What you need to do: If a line of the records holds the word "Option", copy it out.

Data supplied:
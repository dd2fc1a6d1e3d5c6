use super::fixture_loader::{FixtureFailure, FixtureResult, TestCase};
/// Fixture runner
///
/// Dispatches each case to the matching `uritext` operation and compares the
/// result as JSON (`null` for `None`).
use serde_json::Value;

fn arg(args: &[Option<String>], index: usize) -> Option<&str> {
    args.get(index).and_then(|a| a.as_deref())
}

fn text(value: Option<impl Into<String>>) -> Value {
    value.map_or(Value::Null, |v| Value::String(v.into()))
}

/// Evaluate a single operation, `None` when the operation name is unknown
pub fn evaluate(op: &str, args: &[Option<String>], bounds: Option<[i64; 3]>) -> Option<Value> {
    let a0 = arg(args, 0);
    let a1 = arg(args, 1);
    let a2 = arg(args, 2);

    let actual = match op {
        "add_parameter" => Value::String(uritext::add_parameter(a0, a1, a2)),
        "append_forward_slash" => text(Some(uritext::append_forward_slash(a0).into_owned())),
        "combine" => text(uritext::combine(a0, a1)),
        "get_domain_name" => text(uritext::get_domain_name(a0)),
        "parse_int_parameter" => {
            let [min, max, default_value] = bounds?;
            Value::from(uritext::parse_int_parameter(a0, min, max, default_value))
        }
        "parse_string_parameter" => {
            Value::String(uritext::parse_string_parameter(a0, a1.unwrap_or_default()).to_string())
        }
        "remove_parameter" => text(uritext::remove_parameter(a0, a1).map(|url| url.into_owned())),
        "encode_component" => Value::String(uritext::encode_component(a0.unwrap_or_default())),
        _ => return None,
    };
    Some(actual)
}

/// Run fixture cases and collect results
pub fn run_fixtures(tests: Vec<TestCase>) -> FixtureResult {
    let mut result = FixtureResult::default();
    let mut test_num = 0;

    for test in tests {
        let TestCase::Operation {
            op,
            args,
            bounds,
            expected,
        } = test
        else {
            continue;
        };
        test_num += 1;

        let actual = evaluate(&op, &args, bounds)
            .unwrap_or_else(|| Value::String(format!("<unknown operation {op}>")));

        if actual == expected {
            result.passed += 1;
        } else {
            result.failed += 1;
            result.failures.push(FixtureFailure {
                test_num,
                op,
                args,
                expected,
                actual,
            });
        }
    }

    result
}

==

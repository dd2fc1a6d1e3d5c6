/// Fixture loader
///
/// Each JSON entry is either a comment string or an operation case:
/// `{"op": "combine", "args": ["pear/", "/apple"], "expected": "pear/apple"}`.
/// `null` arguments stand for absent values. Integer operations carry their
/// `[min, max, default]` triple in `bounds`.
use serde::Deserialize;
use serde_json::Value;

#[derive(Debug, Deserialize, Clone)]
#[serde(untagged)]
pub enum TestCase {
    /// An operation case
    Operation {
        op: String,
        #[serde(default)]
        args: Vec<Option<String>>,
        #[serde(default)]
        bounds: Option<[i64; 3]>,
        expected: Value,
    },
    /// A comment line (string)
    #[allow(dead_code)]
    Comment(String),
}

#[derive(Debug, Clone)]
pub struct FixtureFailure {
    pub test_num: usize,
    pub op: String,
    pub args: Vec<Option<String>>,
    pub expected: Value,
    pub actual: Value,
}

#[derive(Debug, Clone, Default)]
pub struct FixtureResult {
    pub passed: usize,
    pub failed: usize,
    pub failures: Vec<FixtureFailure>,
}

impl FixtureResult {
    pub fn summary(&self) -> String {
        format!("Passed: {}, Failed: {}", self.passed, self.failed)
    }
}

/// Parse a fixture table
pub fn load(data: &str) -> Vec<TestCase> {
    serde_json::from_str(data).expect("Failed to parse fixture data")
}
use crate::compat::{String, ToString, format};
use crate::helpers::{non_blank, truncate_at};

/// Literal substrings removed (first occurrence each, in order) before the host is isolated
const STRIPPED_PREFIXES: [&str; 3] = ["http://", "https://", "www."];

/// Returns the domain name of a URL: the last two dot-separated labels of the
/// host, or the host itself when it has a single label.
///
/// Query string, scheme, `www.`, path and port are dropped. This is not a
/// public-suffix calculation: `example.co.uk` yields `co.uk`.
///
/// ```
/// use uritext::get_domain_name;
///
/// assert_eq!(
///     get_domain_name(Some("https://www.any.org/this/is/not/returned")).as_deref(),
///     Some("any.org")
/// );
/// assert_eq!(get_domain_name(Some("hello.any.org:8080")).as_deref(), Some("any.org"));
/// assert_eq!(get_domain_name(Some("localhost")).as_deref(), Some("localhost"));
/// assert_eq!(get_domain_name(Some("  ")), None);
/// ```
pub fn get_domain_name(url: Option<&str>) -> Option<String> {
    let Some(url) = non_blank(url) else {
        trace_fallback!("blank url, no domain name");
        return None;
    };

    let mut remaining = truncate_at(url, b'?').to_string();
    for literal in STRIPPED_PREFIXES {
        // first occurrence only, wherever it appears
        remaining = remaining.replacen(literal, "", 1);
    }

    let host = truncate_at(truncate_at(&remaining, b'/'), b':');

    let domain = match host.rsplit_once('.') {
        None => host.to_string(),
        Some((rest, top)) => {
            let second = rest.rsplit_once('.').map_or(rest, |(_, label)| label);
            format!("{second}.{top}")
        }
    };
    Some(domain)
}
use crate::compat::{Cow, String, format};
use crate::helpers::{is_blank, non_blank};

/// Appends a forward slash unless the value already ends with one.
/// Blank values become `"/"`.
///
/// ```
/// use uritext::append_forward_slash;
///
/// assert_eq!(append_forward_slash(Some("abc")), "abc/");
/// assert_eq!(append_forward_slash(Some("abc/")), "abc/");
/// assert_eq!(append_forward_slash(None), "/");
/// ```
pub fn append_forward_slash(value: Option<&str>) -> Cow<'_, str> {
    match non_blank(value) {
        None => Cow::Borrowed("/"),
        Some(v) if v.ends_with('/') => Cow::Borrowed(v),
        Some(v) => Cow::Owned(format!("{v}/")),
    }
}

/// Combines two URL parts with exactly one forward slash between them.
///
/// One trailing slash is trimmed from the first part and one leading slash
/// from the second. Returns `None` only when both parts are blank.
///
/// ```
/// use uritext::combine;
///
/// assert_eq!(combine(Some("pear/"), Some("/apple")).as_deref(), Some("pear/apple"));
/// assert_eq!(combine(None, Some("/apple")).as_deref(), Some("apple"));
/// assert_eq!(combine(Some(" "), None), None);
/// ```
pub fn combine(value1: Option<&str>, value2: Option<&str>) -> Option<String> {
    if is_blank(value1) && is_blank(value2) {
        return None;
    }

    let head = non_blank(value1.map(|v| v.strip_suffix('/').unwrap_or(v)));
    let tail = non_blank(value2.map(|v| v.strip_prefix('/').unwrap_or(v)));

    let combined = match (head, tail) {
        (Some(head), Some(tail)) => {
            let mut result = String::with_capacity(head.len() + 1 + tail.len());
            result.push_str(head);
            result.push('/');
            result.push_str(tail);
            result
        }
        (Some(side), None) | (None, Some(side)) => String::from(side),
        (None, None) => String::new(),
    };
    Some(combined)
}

Result of the task:
fn arg(args: &[Option<String>], index: usize) -> Option<&str> {
fn text(value: Option<impl Into<String>>) -> Value {
pub fn evaluate(op: &str, args: &[Option<String>], bounds: Option<[i64; 3]>) -> Option<Value> {
        args: Vec<Option<String>>,
        bounds: Option<[i64; 3]>,
    pub args: Vec<Option<String>>,
pub fn get_domain_name(url: Option<&str>) -> Option<String> {
pub fn append_forward_slash(value: Option<&str>) -> Cow<'_, str> {
pub fn combine(value1: Option<&str>, value2: Option<&str>) -> Option<String> {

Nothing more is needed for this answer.